Each line of the entries, from the first to the line containing "memory, write the", is to be transcribed exactly as it stands; include no other lines.

(Collected data entries)
--

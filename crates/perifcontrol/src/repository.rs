//! Typed access to the stored collections.
//!
//! The [`Repository`] wraps an injected [`KeyValueStore`] and performs every
//! read-modify-write: load the whole array, change it in memory, write the
//! whole array back. A stored value that is not a JSON array reads as empty.
//! Array elements that fail to decode are skipped when reading but written
//! back unchanged, so a newer or hand-edited entry survives later writes.

use serde::de::DeserializeOwned;
use serde::Serialize;
use serde_json::Value;
use tracing::{debug, info, warn};
use uuid::Uuid;

use crate::error::{Error, Result};
use crate::inventory::Inventory;
use crate::preferences::{UserPreferences, PREFERENCES_KEY};
use crate::record::{
    Collection, DisposalRecord, InstalledRecord, NewDisposal, NewInstallation, NewStock,
    PeripheralKind, Record, StockRecord,
};
use crate::storage::KeyValueStore;

/// Collection-level operations over a key-value store.
#[derive(Debug)]
pub struct Repository<S> {
    store: S,
}

impl<S: KeyValueStore> Repository<S> {
    /// Wrap a store.
    pub fn new(store: S) -> Self {
        Self { store }
    }

    /// The underlying store.
    pub fn store(&self) -> &S {
        &self.store
    }

    /// The stored array under `key`, with an id given to every object that
    /// lacks one.
    ///
    /// Assigned ids are written back right away so ids shown to the user stay
    /// valid for later removal. Elements are kept as stored, decodable or not.
    fn load_raw(&self, key: &str) -> Result<Vec<Value>> {
        let Some(raw) = self.store.get(key)? else {
            return Ok(Vec::new());
        };

        let mut elements: Vec<Value> = match serde_json::from_str(&raw) {
            Ok(elements) => elements,
            Err(e) => {
                warn!(key, error = %e, "Stored value is not a JSON array, treating as empty");
                return Ok(Vec::new());
            }
        };

        let assigned = elements.iter_mut().map(assign_id).filter(|a| *a).count();
        if assigned > 0 {
            info!(key, count = assigned, "Assigning ids to legacy records");
            if let Err(e) = self.save(key, &elements) {
                warn!(key, error = %e, "Could not persist assigned ids");
            }
        }

        Ok(elements)
    }

    /// Decode the array under `key`, skipping elements that do not decode.
    fn load<T: Record>(&self, key: &str) -> Result<Vec<T>> {
        let elements = self.load_raw(key)?;
        let mut records = Vec::with_capacity(elements.len());
        for (index, element) in elements.into_iter().enumerate() {
            match serde_json::from_value::<T>(element) {
                Ok(record) => records.push(record),
                Err(e) => warn!(key, index, error = %e, "Skipping undecodable record"),
            }
        }
        Ok(records)
    }

    fn save<T: Serialize>(&self, key: &str, records: &[T]) -> Result<()> {
        let json = serde_json::to_string(records)?;
        self.store.set(key, &json)?;
        debug!(key, count = records.len(), "Saved collection");
        Ok(())
    }

    fn append<T: Record>(&self, key: &str, new_records: &[T]) -> Result<()> {
        let mut elements = self.load_raw(key)?;
        for record in new_records {
            elements.push(serde_json::to_value(record)?);
        }
        self.save(key, &elements)
    }

    /// Records of one installed collection.
    ///
    /// # Errors
    ///
    /// Returns an error if the store cannot be read.
    pub fn installed(&self, kind: PeripheralKind) -> Result<Vec<InstalledRecord>> {
        self.load(kind.collection().storage_key())
    }

    /// Stock records.
    ///
    /// # Errors
    ///
    /// Returns an error if the store cannot be read.
    pub fn stock(&self) -> Result<Vec<StockRecord>> {
        self.load(Collection::Stock.storage_key())
    }

    /// Disposal records.
    ///
    /// # Errors
    ///
    /// Returns an error if the store cannot be read.
    pub fn disposals(&self) -> Result<Vec<DisposalRecord>> {
        self.load(Collection::Disposal.storage_key())
    }

    /// Load all six collections.
    ///
    /// # Errors
    ///
    /// Returns an error if the store cannot be read.
    pub fn snapshot(&self) -> Result<Inventory> {
        Ok(Inventory {
            cameras: self.installed(PeripheralKind::Camera)?,
            card_readers: self.installed(PeripheralKind::CardReader)?,
            ecpf_readers: self.installed(PeripheralKind::Ecpf)?,
            biometrics: self.installed(PeripheralKind::Biometric)?,
            stock: self.stock()?,
            disposals: self.disposals()?,
        })
    }

    /// Validate and store a new installation in the collection for `kind`.
    ///
    /// # Errors
    ///
    /// Returns a validation error before any write, or a storage error.
    pub fn add_installation(
        &self,
        kind: PeripheralKind,
        input: NewInstallation,
    ) -> Result<InstalledRecord> {
        let record = InstalledRecord::create(kind, input)?;
        self.append(kind.collection().storage_key(), std::slice::from_ref(&record))?;
        info!(kind = %kind, serial = %record.serial, site = %record.site, "Registered installation");
        Ok(record)
    }

    /// Validate and store a stock intake.
    ///
    /// # Errors
    ///
    /// Returns a validation error before any write, or a storage error.
    pub fn add_stock(&self, kind: PeripheralKind, input: NewStock) -> Result<StockRecord> {
        let record = StockRecord::create(kind, input)?;
        self.append(Collection::Stock.storage_key(), std::slice::from_ref(&record))?;
        info!(kind = %kind, serial = %record.serial, "Registered stock intake");
        Ok(record)
    }

    /// Validate every entry, then store them all in one write.
    ///
    /// Nothing is written if any entry fails validation.
    ///
    /// # Errors
    ///
    /// Returns the first validation error, or a storage error.
    pub fn add_disposals(
        &self,
        entries: Vec<(PeripheralKind, NewDisposal)>,
    ) -> Result<Vec<DisposalRecord>> {
        let records = entries
            .into_iter()
            .map(|(kind, input)| DisposalRecord::create(kind, input))
            .collect::<Result<Vec<_>>>()?;
        self.append(Collection::Disposal.storage_key(), &records)?;
        info!(count = records.len(), "Registered disposals");
        Ok(records)
    }

    /// Append already-built installed records (imports).
    ///
    /// # Errors
    ///
    /// Returns a storage error.
    pub fn append_installed(&self, kind: PeripheralKind, records: &[InstalledRecord]) -> Result<()> {
        self.append(kind.collection().storage_key(), records)
    }

    /// Append already-built stock records (imports).
    ///
    /// # Errors
    ///
    /// Returns a storage error.
    pub fn append_stock(&self, records: &[StockRecord]) -> Result<()> {
        self.append(Collection::Stock.storage_key(), records)
    }

    /// Append already-built disposal records (imports).
    ///
    /// # Errors
    ///
    /// Returns a storage error.
    pub fn append_disposals(&self, records: &[DisposalRecord]) -> Result<()> {
        self.append(Collection::Disposal.storage_key(), records)
    }

    /// Delete the record with `id` from `collection`.
    ///
    /// Other stored elements, including ones that do not decode, are kept.
    ///
    /// # Errors
    ///
    /// Returns [`Error::RecordNotFound`] if no record has that id.
    pub fn remove(&self, collection: Collection, id: Uuid) -> Result<()> {
        let key = collection.storage_key();
        let mut elements = self.load_raw(key)?;
        let position = elements
            .iter()
            .position(|element| element_id(element) == Some(id))
            .ok_or_else(|| Error::RecordNotFound {
                collection: collection.to_string(),
                id: id.to_string(),
            })?;
        elements.remove(position);
        self.save(key, &elements)?;
        info!(%collection, %id, "Removed record");
        Ok(())
    }

    /// Stored preferences, or defaults when missing or unreadable.
    ///
    /// # Errors
    ///
    /// Returns an error if the store cannot be read.
    pub fn preferences(&self) -> Result<UserPreferences> {
        let Some(raw) = self.store.get(PREFERENCES_KEY)? else {
            return Ok(UserPreferences::default());
        };
        Ok(load_object(PREFERENCES_KEY, &raw))
    }

    /// Validate and store preferences.
    ///
    /// # Errors
    ///
    /// Returns a validation error before any write, or a storage error.
    pub fn save_preferences(&self, preferences: &UserPreferences) -> Result<()> {
        preferences.validate()?;
        let json = serde_json::to_string(preferences)?;
        self.store.set(PREFERENCES_KEY, &json)?;
        info!("Saved preferences");
        Ok(())
    }

    /// Remove stored preferences so defaults apply again.
    ///
    /// # Errors
    ///
    /// Returns a storage error.
    pub fn reset_preferences(&self) -> Result<()> {
        self.store.remove(PREFERENCES_KEY)?;
        Ok(())
    }
}

/// Give `element` a fresh id if it is an object without one.
fn assign_id(element: &mut Value) -> bool {
    let Value::Object(fields) = element else {
        return false;
    };
    if fields.get("id").is_some_and(|id| !id.is_null()) {
        return false;
    }
    fields.insert("id".to_string(), Value::String(Uuid::new_v4().to_string()));
    true
}

fn element_id(element: &Value) -> Option<Uuid> {
    element.get("id")?.as_str()?.parse().ok()
}

fn load_object<T: DeserializeOwned + Default>(key: &str, raw: &str) -> T {
    serde_json::from_str(raw).unwrap_or_else(|e| {
        warn!(key, error = %e, "Stored value is unreadable, using defaults");
        T::default()
    })
}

--

■ **Your response**:
filename crates/perifcontrol/src/repository.rs
//! Typed access to the stored collections.
//!
//! The [`Repository`] wraps an injected [`KeyValueStore`] and performs every
//! read-modify-write: load the whole array, change it in memory, write the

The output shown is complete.